What you should do: Look through the lines below and extract any with the word "fixture".

Supplied information:

//! Scheduled command execution.
//!
//! Fires commands whose schedule has come due, then re-arms repeating
//! schedules until their configured repeats are exhausted.

use chrono::Utc;
use std::sync::Arc;
use std::time::Duration;
use tracing::{info, warn};

use domain::services::CommandStore;

use crate::commands::CommandEngine;
use crate::jobs::maintenance::MaintenanceTask;

/// Executes due scheduled commands.
pub struct ScheduledCommandRunner {
    store: Arc<dyn CommandStore>,
    engine: CommandEngine,
}

impl ScheduledCommandRunner {
    pub fn new(store: Arc<dyn CommandStore>, engine: CommandEngine) -> Self {
        Self { store, engine }
    }
}

#[async_trait::async_trait]
impl MaintenanceTask for ScheduledCommandRunner {
    fn name(&self) -> &'static str {
        "scheduled_commands"
    }

    fn cadence(&self) -> Duration {
        Duration::from_secs(30)
    }

    async fn run(&self) -> Result<(), String> {
        let now = Utc::now();
        let due = self
            .store
            .list_due_scheduled(now)
            .await
            .map_err(|e| e.to_string())?;

        for mut scheduled in due {
            match self.engine.resubmit(scheduled.command_id).await {
                Ok(command) => {
                    info!(
                        scheduled_id = scheduled.id,
                        command_id = command.id,
                        "Scheduled command queued"
                    );
                }
                Err(e) => {
                    warn!(
                        scheduled_id = scheduled.id,
                        error = %e,
                        "Scheduled command could not be queued"
                    );
                }
            }
            scheduled.advance(now);
            self.store
                .update_scheduled(&scheduled)
                .await
                .map_err(|e| e.to_string())?;
        }
        Ok(())
    }
}

#[cfg(test)]
mod tests {
    use super::*;
    use chrono::Duration as ChronoDuration;
    use domain::models::{
        AttributeBag, Command, CommandPriority, CommandStatus, CommandType, Device, DeviceStatus,
        ScheduledCommand,
    };
    use domain::services::{
        CommandStore as _, MemoryCommandStore, MemoryDeviceStore, MemoryEventStore, MockSmsGateway,
        StaticUserAccess,
    };

    async fn fixture() -> (ScheduledCommandRunner, Arc<MemoryCommandStore>) {
        let store = Arc::new(MemoryCommandStore::new());
        let devices = Arc::new(MemoryDeviceStore::new());
        devices.insert(Device {
            id: 7,
            unique_id: "907126119".to_string(),
            name: "t".to_string(),
            status: DeviceStatus::Online,
            last_update: None,
            group_id: None,
            phone: None,
            calendar_id: None,
            expiration_time: None,
            disabled: false,
            accumulators: Default::default(),
            attributes: AttributeBag::new(),
        });
        let hub = crate::hub::LiveHub::new(Default::default());
        let dispatcher = Arc::new(crate::events::EventDispatcher::new(
            Arc::new(MemoryEventStore::new()),
            Arc::new(StaticUserAccess::new()),
            hub,
        ));
        let engine = CommandEngine::new(
            store.clone(),
            devices,
            Arc::new(crate::session::SessionRegistry::new()),
            crate::protocol::ProtocolRegistry::with_defaults(),
            Arc::new(MockSmsGateway::new()),
            dispatcher,
            Default::default(),
        );

        let now = Utc::now();
        let command = store
            .insert(Command {
                id: 0,
                device_id: 7,
                user_id: 1,
                command_type: CommandType::Reboot,
                priority: CommandPriority::Normal,
                status: CommandStatus::Executed,
                parameters: AttributeBag::new(),
                raw_command: None,
                text_channel: false,
                queued_at: None,
                sent_at: None,
                delivered_at: None,
                executed_at: Some(now),
                failed_at: None,
                retry_count: 0,
                max_retries: 3,
                expires_at: None,
                response: None,
                error_message: None,
                created_at: now,
                updated_at: now,
            })
            .await
            .unwrap();
        store.add_scheduled(ScheduledCommand {
            id: 1,
            command_id: command.id,
            scheduled_at: now - ChronoDuration::seconds(5),
            repeat_interval_secs: None,
            max_repeats: None,
            repeat_count: 0,
            is_active: true,
        });

        (ScheduledCommandRunner::new(store.clone(), engine), store)
    }

    #[tokio::test]
    async fn test_due_schedule_queues_fresh_command() {
        let (runner, store) = fixture().await;
        runner.run().await.unwrap();

        // A fresh QUEUED copy exists next to the original EXECUTED row.
        let all = store.list(Some(7)).await.unwrap();
        assert_eq!(all.len(), 2);
        assert!(all.iter().any(|c| c.status == CommandStatus::Queued));
        assert!(all.iter().any(|c| c.status == CommandStatus::Executed));

        // One-shot schedules deactivate after firing.
        let due = store.list_due_scheduled(Utc::now()).await.unwrap();
        assert!(due.is_empty());
    }
}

Task solution:
    async fn fixture() -> (ScheduledCommandRunner, Arc<MemoryCommandStore>) {
        let (runner, store) = fixture().await;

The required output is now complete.